Below is a list of the x86 machines that were tested along with their CPUs and
their release date. All the previous tests were run on on the computer labeled
as "igelkott".
| Hostname | CPU Family | CPU Model | Year | Form factor |
|------------|----------------|---------------------|------|----------------|
| jackalope | [Core][] | Intel Celeron 550 | 2007 | i686 laptop |
| narwhal | [Piledriver][] | AMD FX-6300 | 2012 | x86_64 desktop |
| silverback | [Ivy Bridge][] | Intel Xeon E5-1410 | 2014 | x86_64 server |
| bovinae | [Kaby Lake][] | Intel Core i5-8250U | 2017 | x86_64 laptop |
| igelkott | [Zen 3][] | AMD Ryzen 5950X | 2020 | x86_64 desktop |
| deck | [Zen 2][] | AMD APU 0405 | 2022 | x86_64 mobile |
[Core]: https://en.wikipedia.org/wiki/Core_(microarchitecture)
[Piledriver]: https://en.wikipedia.org/wiki/Piledriver_(microarchitecture)
[Ivy Bridge]: https://en.wikipedia.org/wiki/Ivy_Bridge_(microarchitecture)
[Kaby Lake]: https://en.wikipedia.org/wiki/Kaby_Lake
[Zen 3]: https://en.wikipedia.org/wiki/Zen_3
[Zen 2]: https://en.wikipedia.org/wiki/Zen_2
Below is a plot of the performance ratio compared to the `exact` method, i.e.

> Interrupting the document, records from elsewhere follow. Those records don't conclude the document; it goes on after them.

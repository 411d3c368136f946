//! 认证相关的 HTTP 处理器

use crate::{error::AppError, middleware::AppState, models::*};
use axum::{extract::State, response::IntoResponse, Json};
use serde_json::json;
use std::sync::Arc;
use validator::Validate;

/// 登录
pub async fn login(
    State(state): State<Arc<AppState>>,
    Json(req): Json<LoginRequest>,
) -> Result<impl IntoResponse, AppError> {
    req.validate()
        .map_err(|_| AppError::Unauthorized("invalid_credentials"))?;

    let user = state
        .access
        .authenticate(&req.login, &req.password)
        .await?
        .ok_or(AppError::Unauthorized("invalid_credentials"))?;

    let token = state.access.issue_token(&user.id)?;

    Ok(Json(LoginResponse { token, user }))
}

/// 当前用户
pub async fn me(user: ResolvedUser) -> Json<ResolvedUser> {
    Json(user)
}

/// 登出（令牌无状态，客户端丢弃即可）
pub async fn logout(user: ResolvedUser) -> impl IntoResponse {
    tracing::info!(user_id = %user.id, "User logged out");
    Json(json!({ "ok": true }))
}

/// 当前用户可见的员工范围
pub async fn my_scope(
    State(state): State<Arc<AppState>>,
    user: ResolvedUser,
) -> Result<Json<ScopeResponse>, AppError> {
    let response = match state.access.visible_employee_ids(&user).await? {
        None => ScopeResponse {
            unrestricted: true,
            employee_ids: Vec::new(),
        },
        Some(ids) => ScopeResponse {
            unrestricted: false,
            employee_ids: ids.into_iter().collect(),
        },
    };

    Ok(Json(response))
}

the time of each method divided by the time of the `exact` method. A higher
ratio means higher performance, anything below 1 is slower than `exact` and
anything above is faster. We use the `-Ofast` flag here, as it is the fastest
option that can be used without sacrificing portability.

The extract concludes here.